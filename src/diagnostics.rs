//! Observable side channel of the wiring pass.
//!
//! Components never log on their own. Each one receives a [`Sink`] and reports
//! what it did as an [`Event`], so hosts and tests decide what happens to the
//! output. [`Diagnostics`] keeps everything in memory, [`TracingSink`] forwards
//! to `tracing`.

use camino::Utf8PathBuf;
use serde::Serialize;

use crate::core::Dependency;

#[derive(Debug, Clone, PartialEq, Eq, Serialize)]
#[serde(tag = "event", rename_all = "camelCase")]
pub enum Event {
    /// A model source set was attached to a source group.
    SourcesAttached {
        group: String,
        key: String,
        dirs: Vec<Utf8PathBuf>,
    },
    /// A resource root was added to a source group.
    ResourceRootRegistered { group: String, dir: Utf8PathBuf },
    /// The CLI was already declared by the user.
    CliPinned { dependency: Dependency },
    /// The CLI version came from the declaration.
    CliVersionOverridden { version: String },
    /// The CLI version was taken from the model library.
    CliVersionDetected { version: String },
    /// No model library found, the default version is assumed.
    CliVersionDefaulted { version: String },
    /// A dependency request was appended to a bucket.
    DependencyAdded { bucket: String, dependency: Dependency },
    /// The generation task decided whether it runs.
    GenerationState { task: String, enabled: bool },
    /// `dependent` now depends on `prerequisite`.
    TaskWired { dependent: String, prerequisite: String },
    /// The generation task is disabled and was left out of the graph.
    TaskSkipped { task: String },
}

/// Receiver of wiring events.
pub trait Sink {
    fn emit(&mut self, event: Event);
}

/// Records events in emission order.
#[derive(Debug, Default)]
pub struct Diagnostics {
    pub events: Vec<Event>,
}

impl Diagnostics {
    pub fn new() -> Self {
        Self::default()
    }

    pub fn iter(&self) -> impl Iterator<Item = &Event> {
        self.events.iter()
    }

    pub fn contains(&self, event: &Event) -> bool {
        self.events.contains(event)
    }

    pub fn to_json(&self) -> serde_json::Result<String> {
        serde_json::to_string_pretty(&self.events)
    }
}

impl Sink for Diagnostics {
    fn emit(&mut self, event: Event) {
        self.events.push(event);
    }
}

/// Forwards events to the `tracing` subscriber installed by the host.
#[derive(Debug, Default, Clone, Copy)]
pub struct TracingSink;

impl Sink for TracingSink {
    fn emit(&mut self, event: Event) {
        match event {
            Event::SourcesAttached { group, key, dirs } => {
                tracing::debug!(%group, %key, ?dirs, "adding model sources to source group");
            }
            Event::ResourceRootRegistered { group, dir } => {
                tracing::debug!(%group, %dir, "registering model resource artifacts");
            }
            Event::CliPinned { dependency } => {
                tracing::info!(%dependency, "using explicitly configured CLI");
            }
            Event::CliVersionOverridden { version } => {
                tracing::info!("using configured CLI version {}", version);
            }
            Event::CliVersionDetected { version } => {
                tracing::info!("detected CLI version {}", version);
            }
            Event::CliVersionDefaulted { version } => {
                tracing::info!(
                    "no model dependencies were found, assuming CLI version {}",
                    version
                );
            }
            Event::DependencyAdded { bucket, dependency } => {
                tracing::debug!(%bucket, %dependency, "adding dependency");
            }
            Event::GenerationState { task, enabled } => {
                tracing::debug!(%task, enabled, "generation task state");
            }
            Event::TaskWired {
                dependent,
                prerequisite,
            } => {
                tracing::info!("{} now depends on {}", dependent, prerequisite);
            }
            Event::TaskSkipped { task } => {
                tracing::info!("{} is disabled, leaving the task graph untouched", task);
            }
        }
    }
}

impl<S: Sink + ?Sized> Sink for &mut S {
    fn emit(&mut self, event: Event) {
        (**self).emit(event);
    }
}
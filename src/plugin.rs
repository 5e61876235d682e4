use std::fmt::Debug;

use camino::Utf8PathBuf;
use serde::Serialize;

use crate::core::ToolIdentity;
use crate::declaration::Declaration;
use crate::diagnostics::{Event, Sink};
use crate::error::WiringError;
use crate::project::Project;
use crate::sources::{SourceLayout, extend_source_groups, model_dirs};
use crate::task::{GenerationContext, GenerationTask, ModelBuildTask};
use crate::version::{CliResolution, add_cli_dependencies};
use crate::wiring::{HostTasks, WiringOutcome, wire_generation_task};

/// Wires Smithy models into a host project.
///
/// The plugin works in two steps. [`ModelPlugin::apply`] runs while the host
/// is still being configured and hands back a [`Declared`] plugin whose
/// [`Declaration`] the build script is free to change. Once the host's
/// configuration is final, the driver calls [`Declared::wire`] exactly once.
/// Everything that depends on the final state of the project happens there.
///
/// # Example
///
/// ```rust
/// use smithy_wire::{Diagnostics, HostProject, ModelPlugin};
///
/// let mut project = HostProject::java_conventions("weather", "/work/weather")?;
/// let mut plugin = ModelPlugin::default().apply(&mut project)?;
/// plugin.declaration_mut().projection("external");
///
/// let wired = plugin.wire(&mut project, &mut Diagnostics::new())?;
/// assert_eq!(wired.report().cli.version(), "0.9.5");
/// # Ok::<(), smithy_wire::WiringError>(())
/// ```
pub struct ModelPlugin {
    identity: ToolIdentity,
    layout: SourceLayout,
    host_tasks: HostTasks,
    task: Box<dyn GenerationTask>,
}

impl ModelPlugin {
    pub fn new() -> Self {
        Self {
            identity: ToolIdentity::default(),
            layout: SourceLayout::default(),
            host_tasks: HostTasks::default(),
            task: Box::new(ModelBuildTask::default()),
        }
    }

    pub fn identity(mut self, identity: ToolIdentity) -> Self {
        self.identity = identity;
        self
    }

    pub fn layout(mut self, layout: SourceLayout) -> Self {
        self.layout = layout;
        self
    }

    pub fn host_tasks(mut self, host_tasks: HostTasks) -> Self {
        self.host_tasks = host_tasks;
        self
    }

    pub fn generation_task(mut self, task: impl GenerationTask + 'static) -> Self {
        self.task = Box::new(task);
        self
    }

    /// Registers the generation task and the declaration. Nothing else about
    /// the project is looked at yet.
    pub fn apply<P>(self, project: &mut P) -> Result<Declared, WiringError>
    where
        P: Project + ?Sized,
    {
        if project.task(self.task.name()).is_none() {
            project.register_task(self.task.name(), true)?;
        }

        Ok(Declared {
            plugin: self,
            declaration: Declaration::default(),
        })
    }
}

impl Default for ModelPlugin {
    fn default() -> Self {
        Self::new()
    }
}

impl Debug for ModelPlugin {
    fn fmt(&self, f: &mut std::fmt::Formatter<'_>) -> std::fmt::Result {
        f.debug_struct("ModelPlugin")
            .field("identity", &self.identity)
            .field("layout", &self.layout)
            .field("host_tasks", &self.host_tasks)
            .field("task", &self.task.name())
            .finish()
    }
}

/// The plugin between application and the end of the host's configuration.
#[derive(Debug)]
pub struct Declared {
    plugin: ModelPlugin,
    declaration: Declaration,
}

impl Declared {
    pub fn declaration(&self) -> &Declaration {
        &self.declaration
    }

    pub fn declaration_mut(&mut self) -> &mut Declaration {
        &mut self.declaration
    }

    /// Name of the generation task registered by [`ModelPlugin::apply`].
    pub fn task_name(&self) -> &str {
        self.plugin.task.name()
    }

    /// Runs the configuration-time pass against the final project state.
    ///
    /// Steps run in a fixed order, each one relying on the previous:
    /// 1. model sources are attached to every source group,
    /// 2. the CLI dependency is settled,
    /// 3. the generation task decides whether it runs, unless the host
    ///    already disabled it,
    /// 4. the generation task is wired into the graph.
    ///
    /// The first error aborts the pass.
    pub fn wire<P, S>(self, project: &mut P, sink: &mut S) -> Result<Wired, WiringError>
    where
        P: Project + ?Sized,
        S: Sink + ?Sized,
    {
        let Declared {
            plugin,
            declaration,
        } = self;
        let name = plugin.task.name().to_string();

        let groups = extend_source_groups(project, &plugin.layout, sink)?;

        let cli = add_cli_dependencies(
            project,
            &plugin.identity,
            declaration.cli_version_override.as_deref(),
            sink,
        )?;

        let id = project
            .task(&name)
            .ok_or_else(|| WiringError::MissingTask(name.clone()))?;

        // A task the host switched off stays off, the plugin can only narrow.
        let dirs = model_dirs(&*project, &plugin.layout.key);
        let context = GenerationContext {
            declaration: &declaration,
            model_dirs: &dirs,
        };
        let enabled = project.task_node(id).enabled
            && plugin
                .task
                .is_enabled(&context)
                .map_err(|err| WiringError::Task(name.clone(), err))?;

        if !enabled {
            project.set_enabled(id, false);
        }
        sink.emit(Event::GenerationState {
            task: name.clone(),
            enabled,
        });

        let outcome = wire_generation_task(project, &plugin.host_tasks, &name, sink)?;

        let build_dir = project.project_dir().join(project.build_dir());
        let report = WiringReport {
            project: project.name().to_string(),
            projection: declaration.projection_or_default().to_string(),
            output_directory: declaration.output_directory_or_default(&build_dir, project.name()),
            groups,
            cli,
            task: name,
            enabled,
            outcome,
        };

        Ok(Wired {
            declaration,
            report,
        })
    }
}

/// The plugin after the pass. The declaration can no longer change.
#[derive(Debug)]
pub struct Wired {
    declaration: Declaration,
    report: WiringReport,
}

impl Wired {
    pub fn declaration(&self) -> &Declaration {
        &self.declaration
    }

    pub fn report(&self) -> &WiringReport {
        &self.report
    }

    pub fn into_report(self) -> WiringReport {
        self.report
    }
}

/// Summary of what the pass decided.
#[derive(Debug, Clone, PartialEq, Eq, Serialize)]
#[serde(rename_all = "camelCase")]
pub struct WiringReport {
    pub project: String,
    pub projection: String,
    pub output_directory: Utf8PathBuf,
    /// Source groups that received model sources.
    pub groups: Vec<String>,
    pub cli: CliResolution,
    /// Name of the generation task.
    pub task: String,
    pub enabled: bool,
    pub outcome: WiringOutcome,
}

impl WiringReport {
    pub fn to_json(&self) -> serde_json::Result<String> {
        serde_json::to_string_pretty(self)
    }
}
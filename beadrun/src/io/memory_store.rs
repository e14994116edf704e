//! In-process bead store.

use std::sync::{Mutex, MutexGuard};

use anyhow::anyhow;

use crate::core::types::{Bead, BeadId, BeadStatus, NewBead};
use crate::io::store::{BeadFilter, BeadSet, BeadStore, StoreError, StoreResult};

/// Bead store held entirely in memory behind a mutex.
///
/// Used by tests and by callers that load beads from elsewhere and only want
/// the scheduler's bookkeeping.
#[derive(Debug, Default)]
pub struct MemoryStore {
    set: Mutex<BeadSet>,
}

impl MemoryStore {
    pub fn new() -> Self {
        Self::default()
    }

    pub fn with_beads(beads: Vec<Bead>) -> Self {
        Self {
            set: Mutex::new(BeadSet::with_beads(beads)),
        }
    }

    /// Copy of every stored bead in id order.
    pub fn snapshot(&self) -> StoreResult<Vec<Bead>> {
        Ok(self.lock()?.beads.clone())
    }

    fn lock(&self) -> StoreResult<MutexGuard<'_, BeadSet>> {
        self.set
            .lock()
            .map_err(|_| StoreError::Backend(anyhow!("memory store lock poisoned")))
    }
}

impl BeadStore for MemoryStore {
    fn create(&self, bead: NewBead) -> StoreResult<BeadId> {
        self.lock()?.create(bead)
    }

    fn get(&self, id: &str) -> StoreResult<Bead> {
        self.lock()?.get(id)
    }

    fn list(&self, filter: &BeadFilter) -> StoreResult<Vec<Bead>> {
        Ok(self.lock()?.list(filter))
    }

    fn update_status(
        &self,
        id: &str,
        expected: BeadStatus,
        next: BeadStatus,
        reason: Option<&str>,
    ) -> StoreResult<Bead> {
        self.lock()?.update_status(id, expected, next, reason)
    }

    fn add_dependency(&self, id: &str, depends_on: &str) -> StoreResult<()> {
        self.lock()?.add_dependency(id, depends_on)
    }
}

#[cfg(test)]
mod tests {
    use std::sync::Arc;
    use std::thread;

    use super::*;
    use crate::test_support::bead;

    /// Concurrent claims on the same bead: exactly one wins.
    #[test]
    fn concurrent_claims_have_one_winner() {
        let store = Arc::new(MemoryStore::with_beads(vec![bead("a", 0)]));
        let handles: Vec<_> = (0..8)
            .map(|_| {
                let store = Arc::clone(&store);
                thread::spawn(move || {
                    store
                        .update_status("a", BeadStatus::Pending, BeadStatus::InProgress, None)
                        .is_ok()
                })
            })
            .collect();
        let wins = handles
            .into_iter()
            .map(|handle| handle.join().expect("join"))
            .filter(|won| *won)
            .count();
        assert_eq!(wins, 1);
    }

    #[test]
    fn close_requires_in_progress() {
        let store = MemoryStore::with_beads(vec![bead("a", 0)]);
        assert!(matches!(
            store.close("a", "done"),
            Err(StoreError::StatusConflict { .. })
        ));
        store
            .update_status("a", BeadStatus::Pending, BeadStatus::InProgress, None)
            .expect("start");
        let closed = store.close("a", "done").expect("close");
        assert_eq!(closed.status, BeadStatus::Completed);
        assert_eq!(closed.reason.as_deref(), Some("done"));
    }
}
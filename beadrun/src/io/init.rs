//! Initialization helpers for `.beads/` scaffolding.

use std::fs;
use std::path::{Path, PathBuf};

use anyhow::{Context, Result, anyhow};

use crate::io::config::{RunConfig, write_config};
use crate::io::file_store::write_bead_set;
use crate::io::store::BeadSet;

const BEADS_GITIGNORE: &str = "cancel\n*.tmp\n*.lock\n";

/// All canonical paths within `.beads/` for a project root.
#[derive(Debug, Clone)]
pub struct BeadsPaths {
    pub root: PathBuf,
    pub beads_dir: PathBuf,
    pub gitignore_path: PathBuf,
    pub store_path: PathBuf,
    pub config_path: PathBuf,
    /// Creating this file asks a running scheduler to stop gracefully.
    pub cancel_flag_path: PathBuf,
}

impl BeadsPaths {
    pub fn new(root: impl Into<PathBuf>) -> Self {
        let root = root.into();
        let beads_dir = root.join(".beads");
        Self {
            root: root.clone(),
            beads_dir: beads_dir.clone(),
            gitignore_path: beads_dir.join(".gitignore"),
            store_path: beads_dir.join("beads.json"),
            config_path: beads_dir.join("config.toml"),
            cancel_flag_path: beads_dir.join("cancel"),
        }
    }
}

/// Options for `init_beads`.
#[derive(Debug, Clone)]
pub struct InitOptions {
    /// If true, overwrite existing config and bead document.
    pub force: bool,
}

/// Create `.beads/` scaffolding in `root`.
///
/// Fails if `.beads/` already exists unless `options.force` is set.
pub fn init_beads(root: &Path, options: &InitOptions) -> Result<BeadsPaths> {
    let paths = BeadsPaths::new(root);
    if paths.beads_dir.exists() && !options.force {
        return Err(anyhow!(
            "beadrun init: .beads already exists (use --force to overwrite)"
        ));
    }
    if paths.beads_dir.exists() && !paths.beads_dir.is_dir() {
        return Err(anyhow!("beadrun init: .beads exists but is not a directory"));
    }

    fs::create_dir_all(&paths.beads_dir)
        .with_context(|| format!("create {}", paths.beads_dir.display()))?;
    fs::write(&paths.gitignore_path, BEADS_GITIGNORE)
        .with_context(|| format!("write {}", paths.gitignore_path.display()))?;
    write_config(&paths.config_path, &RunConfig::default())?;
    write_bead_set(&paths.store_path, &BeadSet::default())?;

    Ok(paths)
}

#[cfg(test)]
mod tests {
    use super::*;
    use crate::io::config::load_config;
    use crate::io::file_store::load_bead_set;

    #[test]
    fn init_creates_config_and_empty_store() {
        let temp = tempfile::tempdir().expect("tempdir");
        let paths = init_beads(temp.path(), &InitOptions { force: false }).expect("init");

        assert_eq!(load_config(&paths.config_path).expect("config"), RunConfig::default());
        assert_eq!(load_bead_set(&paths.store_path).expect("store"), BeadSet::default());
        assert!(paths.gitignore_path.exists());
    }

    #[test]
    fn init_refuses_to_clobber_without_force() {
        let temp = tempfile::tempdir().expect("tempdir");
        init_beads(temp.path(), &InitOptions { force: false }).expect("init");
        let err = init_beads(temp.path(), &InitOptions { force: false }).expect_err("exists");
        assert!(err.to_string().contains("already exists"));
        init_beads(temp.path(), &InitOptions { force: true }).expect("force init");
    }
}
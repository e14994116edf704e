//! Bead store contract.
//!
//! The scheduler only needs a narrow surface from whatever holds beads:
//! create, get, list by filter, status updates, and dependency edges. Status
//! updates are compare-and-set on the expected current status so that two
//! workers can never both claim the same bead.

use std::collections::BTreeSet;

use serde::{Deserialize, Serialize};
use thiserror::Error;

use crate::core::types::{Bead, BeadId, BeadStatus, NewBead};

pub const DEFAULT_ID_PREFIX: &str = "bd";

#[derive(Debug, Error)]
pub enum StoreError {
    #[error("bead '{0}' not found")]
    NotFound(BeadId),
    #[error("bead '{id}' status is {actual}, expected {expected}")]
    StatusConflict {
        id: BeadId,
        expected: BeadStatus,
        actual: BeadStatus,
    },
    #[error("bead '{0}' cannot depend on itself")]
    SelfDependency(BeadId),
    #[error(transparent)]
    Backend(#[from] anyhow::Error),
}

pub type StoreResult<T> = Result<T, StoreError>;

/// Predicates for [`BeadStore::list`]. Unset fields match everything.
#[derive(Debug, Clone, Default, PartialEq, Eq)]
pub struct BeadFilter {
    pub group: Option<String>,
    pub status: Option<BeadStatus>,
    pub parent_id: Option<BeadId>,
}

impl BeadFilter {
    pub fn matches(&self, bead: &Bead) -> bool {
        if let Some(group) = &self.group {
            if bead.group.as_ref() != Some(group) {
                return false;
            }
        }
        if let Some(status) = self.status {
            if bead.status != status {
                return false;
            }
        }
        if let Some(parent) = &self.parent_id {
            if bead.parent_id.as_ref() != Some(parent) {
                return false;
            }
        }
        true
    }
}

pub trait BeadStore {
    /// Insert a new `pending` bead and return its assigned id.
    fn create(&self, bead: NewBead) -> StoreResult<BeadId>;

    fn get(&self, id: &str) -> StoreResult<Bead>;

    /// Matching beads in id order.
    fn list(&self, filter: &BeadFilter) -> StoreResult<Vec<Bead>>;

    /// Move `id` from `expected` to `next`, recording `reason` when given.
    ///
    /// Fails with [`StoreError::StatusConflict`] if the stored status is not
    /// `expected`; nothing is written in that case.
    fn update_status(
        &self,
        id: &str,
        expected: BeadStatus,
        next: BeadStatus,
        reason: Option<&str>,
    ) -> StoreResult<Bead>;

    /// Close an in-progress bead as completed.
    fn close(&self, id: &str, reason: &str) -> StoreResult<Bead> {
        self.update_status(id, BeadStatus::InProgress, BeadStatus::Completed, Some(reason))
    }

    /// Record that `id` depends on `depends_on`.
    fn add_dependency(&self, id: &str, depends_on: &str) -> StoreResult<()>;
}

/// Serializable bead collection shared by the in-memory and file stores.
#[derive(Debug, Clone, PartialEq, Eq, Serialize, Deserialize)]
pub struct BeadSet {
    #[serde(default = "default_prefix")]
    pub prefix: String,
    /// Next numeric suffix handed out by `create`.
    pub next_id: u64,
    /// Kept sorted by id.
    pub beads: Vec<Bead>,
}

fn default_prefix() -> String {
    DEFAULT_ID_PREFIX.to_string()
}

impl Default for BeadSet {
    fn default() -> Self {
        Self {
            prefix: default_prefix(),
            next_id: 1,
            beads: Vec::new(),
        }
    }
}

impl BeadSet {
    /// Seed a set with fully-formed beads (ids included).
    pub fn with_beads(beads: Vec<Bead>) -> Self {
        let mut set = Self {
            beads,
            ..Self::default()
        };
        set.beads.sort_by(|a, b| a.id.cmp(&b.id));
        set
    }

    pub fn create(&mut self, new: NewBead) -> StoreResult<BeadId> {
        for dep in &new.depends_on {
            if self.position(dep).is_none() {
                return Err(StoreError::NotFound(dep.clone()));
            }
        }
        if let Some(parent) = &new.parent_id {
            if self.position(parent).is_none() {
                return Err(StoreError::NotFound(parent.clone()));
            }
        }

        let id = loop {
            let candidate = format!("{}-{}", self.prefix, self.next_id);
            self.next_id = self.next_id.saturating_add(1);
            if self.position(&candidate).is_none() {
                break candidate;
            }
        };

        self.beads.push(Bead {
            id: id.clone(),
            title: new.title,
            kind: new.kind,
            status: BeadStatus::Pending,
            depends_on: new.depends_on,
            priority: new.priority,
            payload: new.payload,
            parent_id: new.parent_id,
            group: new.group,
            reason: None,
        });
        self.beads.sort_by(|a, b| a.id.cmp(&b.id));
        Ok(id)
    }

    pub fn get(&self, id: &str) -> StoreResult<Bead> {
        self.position(id)
            .and_then(|pos| self.beads.get(pos))
            .cloned()
            .ok_or_else(|| StoreError::NotFound(id.to_string()))
    }

    pub fn list(&self, filter: &BeadFilter) -> Vec<Bead> {
        self.beads
            .iter()
            .filter(|bead| filter.matches(bead))
            .cloned()
            .collect()
    }

    pub fn update_status(
        &mut self,
        id: &str,
        expected: BeadStatus,
        next: BeadStatus,
        reason: Option<&str>,
    ) -> StoreResult<Bead> {
        let bead = self.get_mut(id)?;
        if bead.status != expected {
            return Err(StoreError::StatusConflict {
                id: id.to_string(),
                expected,
                actual: bead.status,
            });
        }
        bead.status = next;
        if let Some(reason) = reason {
            bead.reason = Some(reason.to_string());
        }
        Ok(bead.clone())
    }

    pub fn add_dependency(&mut self, id: &str, depends_on: &str) -> StoreResult<()> {
        if id == depends_on {
            return Err(StoreError::SelfDependency(id.to_string()));
        }
        if self.position(depends_on).is_none() {
            return Err(StoreError::NotFound(depends_on.to_string()));
        }
        let bead = self.get_mut(id)?;
        bead.depends_on.insert(depends_on.to_string());
        Ok(())
    }

    /// Ids referenced as dependencies but missing from the set.
    pub fn dangling_dependencies(&self) -> BTreeSet<BeadId> {
        self.beads
            .iter()
            .flat_map(|bead| bead.depends_on.iter())
            .filter(|dep| self.position(dep).is_none())
            .cloned()
            .collect()
    }

    fn position(&self, id: &str) -> Option<usize> {
        self.beads
            .binary_search_by(|bead| bead.id.as_str().cmp(id))
            .ok()
    }

    fn get_mut(&mut self, id: &str) -> StoreResult<&mut Bead> {
        match self.position(id) {
            Some(pos) => self
                .beads
                .get_mut(pos)
                .ok_or_else(|| StoreError::NotFound(id.to_string())),
            None => Err(StoreError::NotFound(id.to_string())),
        }
    }
}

★ ★ ★

### Work task
Go line by line through the records and copy those that contain the word "info".

### Output
                tracing::info!(%dependency, "using explicitly configured CLI");
                tracing::info!("using configured CLI version {}", version);
                tracing::info!("detected CLI version {}", version);
                tracing::info!(
                tracing::info!("{} now depends on {}", dependent, prerequisite);
                tracing::info!("{} is disabled, leaving the task graph untouched", task);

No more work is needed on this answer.